Exercise brief:
Using the records that follow, work out how many lines hold the string "later" and provide that number only.
========
use std::fmt::{Debug, Formatter};

use time::OffsetDateTime;

use crate::state::{Observable, SubscriptionId};
use crate::{Record, ValidationError};

/// Candidate fields collected by a create form.
pub trait Draft {
    type Record: Record;

    /// `(field name, value)` pairs that MUST be non-empty after trimming.
    fn required_fields(&self) -> Vec<(&'static str, &str)>;

    /// Extra checks beyond required text, evaluated at `now`.
    ///
    /// # Errors
    /// Returns [`ValidationError`] naming the rejected field.
    fn validate_at(&self, _now: OffsetDateTime) -> Result<(), ValidationError> {
        Ok(())
    }

    /// Build the record with a fresh identifier, filling omitted defaults from `now`.
    fn into_record(self, now: OffsetDateTime) -> Self::Record;
}

/// Check that every required field is non-empty after trimming.
///
/// # Errors
/// Returns [`ValidationError::EmptyField`] for the first empty field.
pub fn validate_required(fields: &[(&'static str, &str)]) -> Result<(), ValidationError> {
    for &(field, value) in fields {
        if value.trim().is_empty() {
            return Err(ValidationError::EmptyField { field });
        }
    }
    Ok(())
}

/// Ordered in-memory list that only grows through validated appends.
pub struct AppendOnly<R> {
    items: Observable<Vec<R>>,
}

impl<R: Record> AppendOnly<R> {
    #[must_use]
    pub fn new() -> Self {
        Self::seeded(Vec::new())
    }

    #[must_use]
    pub fn seeded(items: Vec<R>) -> Self {
        Self { items: Observable::new(items) }
    }

    #[must_use]
    pub fn items(&self) -> &[R] {
        self.items.get()
    }

    #[must_use]
    pub fn len(&self) -> usize {
        self.items.get().len()
    }

    #[must_use]
    pub fn is_empty(&self) -> bool {
        self.items.get().is_empty()
    }

    #[must_use]
    pub fn get(&self, id: R::Id) -> Option<&R> {
        self.items.get().iter().find(|item| item.id() == id)
    }

    /// Validate `draft` and append the resulting record at the tail.
    ///
    /// # Errors
    /// Returns [`ValidationError`] and leaves the collection untouched when a
    /// required field is empty or the draft's own checks fail.
    pub fn append<D>(&mut self, draft: D) -> Result<&R, ValidationError>
    where
        D: Draft<Record = R>,
    {
        self.append_at(draft, OffsetDateTime::now_utc())
    }

    /// [`AppendOnly::append`] with an explicit clock reading.
    ///
    /// # Errors
    /// Same as [`AppendOnly::append`].
    pub fn append_at<D>(&mut self, draft: D, now: OffsetDateTime) -> Result<&R, ValidationError>
    where
        D: Draft<Record = R>,
    {
        if let Err(err) =
            validate_required(&draft.required_fields()).and_then(|()| draft.validate_at(now))
        {
            tracing::debug!(field = err.field(), "rejected append");
            return Err(err);
        }

        let record = draft.into_record(now);
        let id = record.id();
        let index = self.items.update(|items| {
            items.push(record);
            items.len() - 1
        });
        tracing::info!(%id, len = index + 1, "appended record");
        Ok(&self.items.get()[index])
    }

    pub fn subscribe(&mut self, callback: impl FnMut(&Vec<R>) + 'static) -> SubscriptionId {
        self.items.subscribe(callback)
    }

    pub fn unsubscribe(&mut self, id: SubscriptionId) -> bool {
        self.items.unsubscribe(id)
    }
}

impl<R: Record> Default for AppendOnly<R> {
    fn default() -> Self {
        Self::new()
    }
}

impl<R: Debug> Debug for AppendOnly<R> {
    fn fmt(&self, f: &mut Formatter<'_>) -> std::fmt::Result {
        f.debug_list().entries(self.items.get().iter()).finish()
    }
}
use std::fmt::{Debug, Formatter};

use crate::state::{Observable, SubscriptionId};
use crate::Record;

/// Holds zero or one selected record for a detail view.
///
/// Selection is last-write-wins and is not checked against any store.
pub struct Selection<R> {
    state: Observable<Option<R>>,
}

impl<R: Record> Selection<R> {
    #[must_use]
    pub fn new() -> Self {
        Self { state: Observable::new(None) }
    }

    pub fn select(&mut self, record: R) {
        tracing::debug!(id = %record.id(), "selected record");
        self.state.set(Some(record));
    }

    /// Clear the selection, returning what was selected.
    pub fn clear(&mut self) -> Option<R> {
        let previous = self.state.set(None);
        if let Some(record) = &previous {
            tracing::debug!(id = %record.id(), "cleared selection");
        }
        previous
    }

    #[must_use]
    pub fn current(&self) -> Option<&R> {
        self.state.get().as_ref()
    }

    #[must_use]
    pub fn is_none(&self) -> bool {
        self.state.get().is_none()
    }

    pub fn subscribe(&mut self, mut callback: impl FnMut(Option<&R>) + 'static) -> SubscriptionId
    where
        R: 'static,
    {
        self.state.subscribe(move |value: &Option<R>| callback(value.as_ref()))
    }

    pub fn unsubscribe(&mut self, id: SubscriptionId) -> bool {
        self.state.unsubscribe(id)
    }
}

impl<R: Record> Default for Selection<R> {
    fn default() -> Self {
        Self::new()
    }
}

impl<R: Debug> Debug for Selection<R> {
    fn fmt(&self, f: &mut Formatter<'_>) -> std::fmt::Result {
        f.debug_tuple("Selection").field(self.state.get()).finish()
    }
}
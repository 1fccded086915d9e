use std::ffi::OsStr;
use std::fs;
use std::path::{Path, PathBuf};
use std::process::{Command, Output};
use std::time::{SystemTime, UNIX_EPOCH};

use serde_json::Value;

fn unique_temp_dir(prefix: &str) -> PathBuf {
    let now = SystemTime::now()
        .duration_since(UNIX_EPOCH)
        .unwrap_or_else(|err| panic!("clock should be >= UNIX_EPOCH: {err}"))
        .as_nanos();
    let dir = std::env::temp_dir().join(format!("{prefix}-{now}"));
    fs::create_dir_all(&dir)
        .unwrap_or_else(|err| panic!("failed to create temp dir {}: {err}", dir.display()));
    dir
}

fn run_rt<I, S>(args: I) -> Output
where
    I: IntoIterator<Item = S>,
    S: AsRef<OsStr>,
{
    Command::new(env!("CARGO_BIN_EXE_rt"))
        .args(args)
        .env_remove("REMOTE_TASKS_DB")
        .env_remove("RUST_LOG")
        .output()
        .unwrap_or_else(|err| panic!("failed to execute rt binary: {err}"))
}

fn run_json<I, S>(args: I) -> Value
where
    I: IntoIterator<Item = S>,
    S: AsRef<OsStr>,
{
    let output = run_rt(args);
    if !output.status.success() {
        let stdout = String::from_utf8_lossy(&output.stdout);
        let stderr = String::from_utf8_lossy(&output.stderr);
        panic!(
            "rt command failed (status={}):\nstdout:\n{}\nstderr:\n{}",
            output.status, stdout, stderr
        );
    }

    let stdout = String::from_utf8_lossy(&output.stdout).trim().to_string();
    serde_json::from_str(&stdout)
        .unwrap_or_else(|err| panic!("stdout is not valid JSON: {err}\nstdout:\n{stdout}"))
}

fn run_failure<I, S>(args: I) -> String
where
    I: IntoIterator<Item = S>,
    S: AsRef<OsStr>,
{
    let output = run_rt(args);
    assert!(!output.status.success(), "rt command unexpectedly succeeded");
    String::from_utf8_lossy(&output.stderr).to_string()
}

fn as_i64(value: &Value, key: &str) -> i64 {
    value
        .get(key)
        .and_then(Value::as_i64)
        .unwrap_or_else(|| panic!("missing integer field `{key}` in payload: {value}"))
}

fn as_str<'a>(value: &'a Value, key: &str) -> &'a str {
    value
        .get(key)
        .and_then(Value::as_str)
        .unwrap_or_else(|| panic!("missing string field `{key}` in payload: {value}"))
}

fn as_bool(value: &Value, key: &str) -> bool {
    value
        .get(key)
        .and_then(Value::as_bool)
        .unwrap_or_else(|| panic!("missing boolean field `{key}` in payload: {value}"))
}

fn as_array<'a>(value: &'a Value, key: &str) -> &'a Vec<Value> {
    value
        .get(key)
        .and_then(Value::as_array)
        .unwrap_or_else(|| panic!("missing array field `{key}` in payload: {value}"))
}

fn names_of(values: &[Value], key: &str) -> Vec<String> {
    values.iter().map(|value| as_str(value, key).to_string()).collect()
}

fn path_str(path: &Path) -> &str {
    path.to_str().unwrap_or_else(|| panic!("path should be valid UTF-8: {}", path.display()))
}

#[test]
fn db_migrate_schema_version_and_integrity_check() {
    let dir = unique_temp_dir("rt-db");
    let db = dir.join("rt.sqlite3");

    let dry_run = run_json(["--db", path_str(&db), "db", "migrate", "--dry-run"]);
    assert!(as_bool(&dry_run, "dry_run"));
    assert_eq!(as_array(&dry_run, "would_apply_versions").len(), 1);
    assert_eq!(as_str(&dry_run, "contract_version"), "cli.v1");

    let before = run_json(["--db", path_str(&db), "db", "schema-version"]);
    assert_eq!(as_i64(&before, "current_version"), 0);
    assert!(!as_bool(&before, "up_to_date"));

    let migrate = run_json(["--db", path_str(&db), "db", "migrate"]);
    assert_eq!(as_i64(&migrate, "after_version"), 1);
    assert!(as_bool(&migrate, "up_to_date"));

    let again = run_json(["--db", path_str(&db), "db", "migrate"]);
    assert!(as_array(&again, "applied_versions").is_empty());

    let integrity = run_json(["--db", path_str(&db), "db", "integrity-check"]);
    assert!(as_bool(&integrity, "quick_check_ok"));
    assert_eq!(as_i64(&integrity, "settings_keys"), 0);

    let backup_file = dir.join("backups/rt-backup.sqlite3");
    let backup = run_json(["--db", path_str(&db), "db", "backup", "--out", path_str(&backup_file)]);
    assert_eq!(as_str(&backup, "status"), "ok");
    assert!(backup_file.exists());
}

#[test]
fn videos_list_filters_case_insensitively_by_field() {
    let all = run_json(["videos", "list"]);
    assert_eq!(as_i64(&all, "count"), 5);

    let by_title = run_json(["videos", "list", "--query", "BIOLOGY"]);
    assert_eq!(names_of(as_array(&by_title, "videos"), "title"), vec!["The Wonders of Biology"]);

    let by_description =
        run_json(["videos", "list", "--query", "programming", "--field", "description"]);
    assert_eq!(as_str(&by_description, "field"), "description");
    assert_eq!(
        names_of(as_array(&by_description, "videos"), "title"),
        vec!["Coding Fundamentals"]
    );

    let none = run_json(["videos", "list", "--query", "astronomy"]);
    assert_eq!(as_i64(&none, "count"), 0);
}

#[test]
fn videos_play_reports_catalogue_rating_and_taps() {
    let played = run_json(["videos", "play", "--title", "Historical Journeys"]);
    let rating = played.get("rating").unwrap_or_else(|| panic!("missing rating: {played}"));
    assert_eq!(as_i64(rating, "filled_stars"), 5);
    assert!(played.get("tap_accepted").is_some_and(Value::is_null));

    let tapped = run_json(["videos", "play", "--title", "Historical Journeys", "--tap", "2"]);
    let rating = tapped.get("rating").unwrap_or_else(|| panic!("missing rating: {tapped}"));
    assert_eq!(as_i64(rating, "filled_stars"), 2);
    assert_eq!(as_i64(rating, "user_rating"), 2);
    assert!(as_bool(&tapped, "tap_accepted"));

    let ignored = run_json(["videos", "play", "--title", "Historical Journeys", "--tap", "9"]);
    assert!(!as_bool(&ignored, "tap_accepted"));

    let stderr = run_failure(["videos", "play", "--title", "Unknown Video"]);
    assert!(stderr.contains("unknown video title"));
}

#[test]
fn tutorials_list_searches_titles() {
    let all = run_json(["tutorials", "list"]);
    assert!(as_i64(&all, "count") > 0);

    let swift = run_json(["tutorials", "list", "--query", "swiftui"]);
    assert_eq!(names_of(as_array(&swift, "tutorials"), "title"), vec!["SwiftUI Masterclass"]);
}

#[test]
fn groups_create_appends_and_blank_fields_are_rejected() {
    let listed = run_json(["groups", "list"]);
    assert_eq!(
        names_of(as_array(&listed, "groups"), "name"),
        vec!["Calculus 101", "Intro to Biology", "Web Development"]
    );

    let created = run_json([
        "groups",
        "create",
        "--name",
        "Physics Club",
        "--description",
        "Weekly problem sets",
    ]);
    let groups = names_of(as_array(&created, "groups"), "name");
    assert_eq!(groups.len(), 4);
    assert_eq!(groups.last().map(String::as_str), Some("Physics Club"));

    let stderr = run_failure(["groups", "create", "--name", "   ", "--description", "x"]);
    assert!(stderr.contains("name MUST be non-empty"));
}

#[test]
fn groups_upload_attaches_file_to_group() {
    let dir = unique_temp_dir("rt-upload");
    let file = dir.join("syllabus.pdf");
    fs::write(&file, b"%PDF-1.4 syllabus")
        .unwrap_or_else(|err| panic!("failed to write fixture {}: {err}", file.display()));

    let uploaded =
        run_json(["groups", "upload", "--group", "Calculus 101", "--file", path_str(&file)]);
    let shared = uploaded.get("file").unwrap_or_else(|| panic!("missing file: {uploaded}"));
    assert_eq!(as_str(shared, "file_name"), "syllabus.pdf");
    assert_eq!(as_i64(shared, "size_bytes"), 17);
    assert_eq!(as_i64(&uploaded, "shared_files"), 1);

    let stderr =
        run_failure(["groups", "upload", "--group", "Chemistry", "--file", path_str(&file)]);
    assert!(stderr.contains("unknown study group"));
}

#[test]
fn chat_send_appends_local_message() {
    let sent = run_json(["chat", "send", "--group", "Web Development", "--text", "Hello all"]);
    assert_eq!(as_str(&sent, "session"), "Live Session: Web Development");

    let message = sent.get("message").unwrap_or_else(|| panic!("missing message: {sent}"));
    assert_eq!(as_str(message, "sender"), "Your User");
    assert_eq!(as_str(message, "text"), "Hello all");
    assert_eq!(as_array(&sent, "messages").len(), 3);

    let stderr = run_failure(["chat", "send", "--group", "Web Development", "--text", ""]);
    assert!(stderr.contains("text MUST be non-empty"));
}

#[test]
fn vault_create_stamps_date_header_and_rejects_past_dates() {
    let dir = unique_temp_dir("rt-vault");
    let photo = dir.join("sunset.jpg");
    fs::write(&photo, [0xFF, 0xD8, 0xFF])
        .unwrap_or_else(|err| panic!("failed to write fixture {}: {err}", photo.display()));

    let created = run_json([
        "vault",
        "create",
        "--comment",
        "Open me later",
        "--open-date",
        "2999-01-05",
        "--photo",
        path_str(&photo),
    ]);
    let entry = created.get("entry").unwrap_or_else(|| panic!("missing entry: {created}"));
    assert_eq!(as_str(entry, "title"), "Jan 05, 2999");
    assert_eq!(as_str(entry, "comment"), "Jan 05, 2999\nOpen me later");
    assert_eq!(as_i64(entry, "photos"), 1);
    assert!(as_bool(entry, "locked"));

    let undated = run_json(["vault", "create", "--comment", "Right now"]);
    let entry = undated.get("entry").unwrap_or_else(|| panic!("missing entry: {undated}"));
    assert_eq!(as_str(entry, "title"), "Right now");
    assert!(!as_bool(entry, "locked"));

    let stderr =
        run_failure(["vault", "create", "--comment", "Too late", "--open-date", "2000-01-01"]);
    assert!(stderr.contains("open_date MUST NOT be earlier than"));

    let stderr = run_failure(["vault", "create", "--comment", "x", "--open-date", "tomorrow"]);
    assert!(stderr.contains("invalid open date"));
}

#[test]
fn vault_create_requires_text_below_the_date_header() {
    let stderr = run_failure(["vault", "create", "--comment", "", "--open-date", "2999-01-05"]);
    assert!(stderr.contains("comment MUST be non-empty"), "unexpected stderr: {stderr}");

    let stderr = run_failure(["vault", "create", "--comment", "  ", "--open-date", "2999-01-05"]);
    assert!(stderr.contains("comment MUST be non-empty"), "unexpected stderr: {stderr}");
}

#[test]
fn weather_search_and_show() {
    let dir = unique_temp_dir("rt-weather");
    let db = dir.join("rt.sqlite3");

    let found = run_json(["--db", path_str(&db), "weather", "search", "--query", "san"]);
    assert_eq!(
        names_of(as_array(&found, "locations"), "name"),
        vec!["San Francisco", "San Mateo"]
    );

    let hourly = run_json(["--db", path_str(&db), "weather", "show", "--name", "San Francisco"]);
    assert_eq!(as_str(&hourly, "title"), "San Francisco");
    assert_eq!(as_str(&hourly, "summary"), "65°C, Partly Cloudy");
    assert_eq!(as_str(&hourly, "range"), "H: 70°C L: 58°C");
    assert!(!as_bool(&hourly, "is_favorite"));
    let forecast = hourly.get("forecast").unwrap_or_else(|| panic!("missing forecast: {hourly}"));
    assert_eq!(as_str(forecast, "mode"), "hourly");
    assert_eq!(as_array(forecast, "entries").len(), 8);

    let daily =
        run_json(["--db", path_str(&db), "weather", "show", "--name", "London", "--daily"]);
    let forecast = daily.get("forecast").unwrap_or_else(|| panic!("missing forecast: {daily}"));
    assert_eq!(as_str(forecast, "mode"), "daily");
    assert_eq!(as_array(forecast, "entries").len(), 5);

    let stderr = run_failure(["--db", path_str(&db), "weather", "show", "--name", "Atlantis"]);
    assert!(stderr.contains("unknown location"));
}

#[test]
fn weather_favorites_toggle_and_persist_across_invocations() {
    let dir = unique_temp_dir("rt-favorites");
    let db = dir.join("rt.sqlite3");

    let empty = run_json(["--db", path_str(&db), "weather", "favorites"]);
    assert!(as_array(&empty, "names").is_empty());

    let on = run_json(["--db", path_str(&db), "weather", "favorite", "--name", "London"]);
    assert!(as_bool(&on, "is_favorite"));
    let second = run_json(["--db", path_str(&db), "weather", "favorite", "--name", "Vallejo"]);
    assert!(as_bool(&second, "is_favorite"));

    let shown = run_json(["--db", path_str(&db), "weather", "show", "--name", "London"]);
    assert!(as_bool(&shown, "is_favorite"));

    let listed = run_json(["--db", path_str(&db), "weather", "favorites"]);
    assert_eq!(names_of(as_array(&listed, "locations"), "name"), vec!["London", "Vallejo"]);

    let off = run_json(["--db", path_str(&db), "weather", "favorite", "--name", "London"]);
    assert!(!as_bool(&off, "is_favorite"));

    let listed = run_json(["--db", path_str(&db), "weather", "favorites"]);
    let names = as_array(&listed, "names")
        .iter()
        .filter_map(Value::as_str)
        .map(str::to_string)
        .collect::<Vec<_>>();
    assert_eq!(names, vec!["Vallejo".to_string()]);

    let integrity = run_json(["--db", path_str(&db), "db", "integrity-check"]);
    assert_eq!(as_i64(&integrity, "settings_keys"), 1);
}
========
Exercise answer:
2